People do what they do regardless of original intent and design. 
Especially if that original intent and design is not the current medium 
and environment. Over the years of this list the use percentage of 
bottom posting vs top posting has steadily declined. Especially as the 
mediums and devices upon which the content is consumed evolves. It is 
what it is. Yes, people are lazy. Or more likely, don't care / it's not 
important to them. You can decry this, but you're just wasting your own 
energy. People's (mass) behaviour is what it is, and very difficult to 
collectively change. You can and will have some amount of success, as 
this thread will, but you will not achieve 100% compliance. At least not 
in this list, per its history. People do what they do because it works 
for them, whether or not it is what they are supposed to do or how it 
was supposed to be used. It is what it is. Particularly in this small, 
geographic specific, e-mail list.

I do get Paul's point - I merely said the argument given is specious.

Agreed, the reminder to trim was welcome. Not using signatures is part 
of that. I, for one, skip reading them - I'm not interested, 
particularly in the redundant repeat - the header shows me who it's 
from, and all I read. I doubt I'm alone in that.

Principles are all well and good, but to assume all participants know, 
will follow, or care, isn't. We do not require such adherence for 
membership. People use it as is convenient to them, regardless of 
original intent or desire. It is what it is.

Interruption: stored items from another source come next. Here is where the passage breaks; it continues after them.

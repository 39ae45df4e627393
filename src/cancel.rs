//! Cooperative cancellation.

use std::sync::{
    Arc,
    atomic::{AtomicBool, Ordering},
};

use crate::error::{Error, Result};

/// Polled at every recursive entry point of a search.
pub trait Cancellable {
    fn is_cancelled(&self) -> bool;

    /// Returns `Err(Error::Cancelled)` once cancellation was requested.
    fn bail_if_cancelled(&self) -> Result<()> {
        if self.is_cancelled() {
            Err(Error::Cancelled)
        } else {
            Ok(())
        }
    }
}

impl<F: Fn() -> bool> Cancellable for F {
    fn is_cancelled(&self) -> bool {
        self()
    }
}

/// A flag shared between the searching thread and whoever may cancel it.
#[derive(Debug, Clone, Default)]
pub struct CancelFlag(Arc<AtomicBool>);

impl CancelFlag {
    pub fn new() -> Self {
        Self::default()
    }

    pub fn cancel(&self) {
        self.0.store(true, Ordering::Relaxed);
    }

    pub fn reset(&self) {
        self.0.store(false, Ordering::Relaxed);
    }
}

impl Cancellable for CancelFlag {
    fn is_cancelled(&self) -> bool {
        self.0.load(Ordering::Relaxed)
    }
}

/// Never cancels.
#[derive(Debug, Clone, Copy, Default)]
pub struct Never;

impl Cancellable for Never {
    fn is_cancelled(&self) -> bool {
        false
    }
}
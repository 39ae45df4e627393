//! Batch geocoding on the rayon thread pool.

use std::sync::Arc;

use rayon::prelude::*;

use crate::{
    cancel::Never,
    config::GeocoderConfig,
    error::Result,
    geocoder::Geocoder,
    pre_ranking::{CollectingPreRanker, PreRankingInfo},
    query::QueryParams,
    storage::DataSource,
};

/// Geocodes every query in parallel and returns the collected results in
/// query order.
///
/// Each worker thread owns its own [`Geocoder`] and caches; only `source`
/// is shared.
pub fn geocode_batch(
    source: Arc<dyn DataSource>,
    config: &GeocoderConfig,
    queries: &[QueryParams],
    limit: usize,
) -> Result<Vec<Vec<PreRankingInfo>>> {
    config.validate()?;
    queries
        .par_iter()
        .map_init(
            || Geocoder::new(Arc::clone(&source), config.clone()),
            |geocoder, params| -> Result<Vec<PreRankingInfo>> {
                let mut ranker = CollectingPreRanker::new(limit);
                geocoder.go(params, &mut ranker, &Never, None)?;
                Ok(ranker.into_results())
            },
        )
        .collect()
}

#[cfg(test)]
mod tests {
    use super::*;
    use crate::{
        geometry::{Point, Rect},
        memory::{MemoryShardData, MemorySource},
        model::SearchType,
        storage::{FeatureRecord, ShardInfo},
    };

    fn source() -> Arc<dyn DataSource> {
        let world = MemoryShardData::new(ShardInfo::world(
            0,
            "World",
            Rect::new(-1e6, -1e6, 1e6, 1e6),
        ))
        .with_feature(
            FeatureRecord::new(1, SearchType::City, Point::new(0.0, 0.0))
                .with_name("Lyon")
                .with_population(500_000),
        )
        .with_feature(
            FeatureRecord::new(2, SearchType::City, Point::new(5e5, 5e5))
                .with_name("Nantes")
                .with_population(300_000),
        );
        Arc::new(MemorySource::new([world]))
    }

    #[test]
    fn results_come_back_in_query_order() {
        let pivot = Rect::new(-100.0, -100.0, 100.0, 100.0);
        let queries: Vec<QueryParams> = ["nantes ", "lyon ", "nowhere "]
            .iter()
            .map(|q| QueryParams::parse(q, pivot))
            .collect();

        let results =
            geocode_batch(source(), &GeocoderConfig::default(), &queries, 10)
                .unwrap();

        assert_eq!(results.len(), 3);
        assert_eq!(results[0][0].feature.feature, 2);
        assert_eq!(results[1][0].feature.feature, 1);
        assert!(results[2].is_empty());
    }

    #[test]
    fn invalid_config_is_rejected_up_front() {
        let config = GeocoderConfig {
            max_paths: 0,
            ..GeocoderConfig::default()
        };
        assert!(geocode_batch(source(), &config, &[], 10).is_err());
    }
}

On 14-04-21 11:56 PM, Steve Izma wrote:
> Allow me to re-arrange this conversation so that (chronologically
> speaking, at least) it is a little more coherent:
>
> On Sun, Apr 20, 2014 at 12:42:17PM -0400, unsolicited wrote:
>> Subject: Re: [kwlug-disc] trimming posts
>
>>> On 14-04-20 12:27 PM, Adam Glauser wrote:
>>> In case people skipped over this bit in Steve's signature, I
>>> thought I'd highlight it.
>>> ... [see signature line below]
>
>> On 14-04-20 12:35 PM, rbclemen at gmail.com wrote:
>>> Top posting makes the perfectly reasonable assumption that
>>> most people in the discussion aren't new to it, and don't need
>>> to scroll through a dozen pages of now poorly formatted text
>>> they have already read to find the start of the purpose of the
>>> email.
>>
>> Agreed. The quoted text is from a time long since passed, and
>> the world of e-mail lists instead of newsgroups has moved on.
>> Especially in a small local geographic list such as this is.
>
> That assumption is not reasonable. How can you argue that everyone
> has kept in mind the same details of the discussion that you
> have? At the very least, it's a courtesy to those with whom
> you're corresponding to show a continuity in the discussion
> points. It's also not a good idea to assume that people aren't
> busy doing other things between posts.
>
> As for "a dozen pages of now poorly formatted text", why do you
> recycle it with each message? Why not just delete it if you don't
> expect people to go through it?
>
> In regards to "moving on", since when has progress in time
> inherently resulted in improvements? I'll quote Arthur Dent:
> "I've gone off the idea of progess. It's overrated." The point of
> this discussion (and the "quoted text", i.e., the wikipedia
> article) is to argue that the "moving on" has been in the
> direction of decreased coherency, sort of like "moving on" in the
> fast food industry over the past few decades has resulted in a
> massive increase in garbage.
>
>> Granted, digesting makes the problem worse, which is why I have
>> long since abandoned it on most any list I participate in.
>
> The digest format magnifies the problem, especially when people
> include all of the digest in their replies. That's sheer
> laziness. But it's also laziness to include parts of the message
> you have no intention of referring to.
>
>> Paul's 40k limit for the purposes of keeping posts small is specious
>> - I can't recall the last time I saw a post get anywhere near it. It
>> does, however, keep most attachments away, for which I am very
>> grateful.
>
> The point of his post was not the 40k but the criticism that
> people are not trimming their posts.
>
> One of the first Unix principles I was taught: Silence is golden.
> A program should not return messages (to stderr, i.e., the
> console) if it has accomplished what you expected. Command syntax
> is terse, as is typical Unix markup. There were physical reasons
> for this, of course, which no longer hold. But the elegance of it
> is the reduction of noise on the system, fewer bytes to store and
> clean up, concise input (despite the fact that the programmers
> I knew were exceptionnally good typists). Large, cheap storage
> systems and extremely fast CPUs don't change the signal to noise
> ratio.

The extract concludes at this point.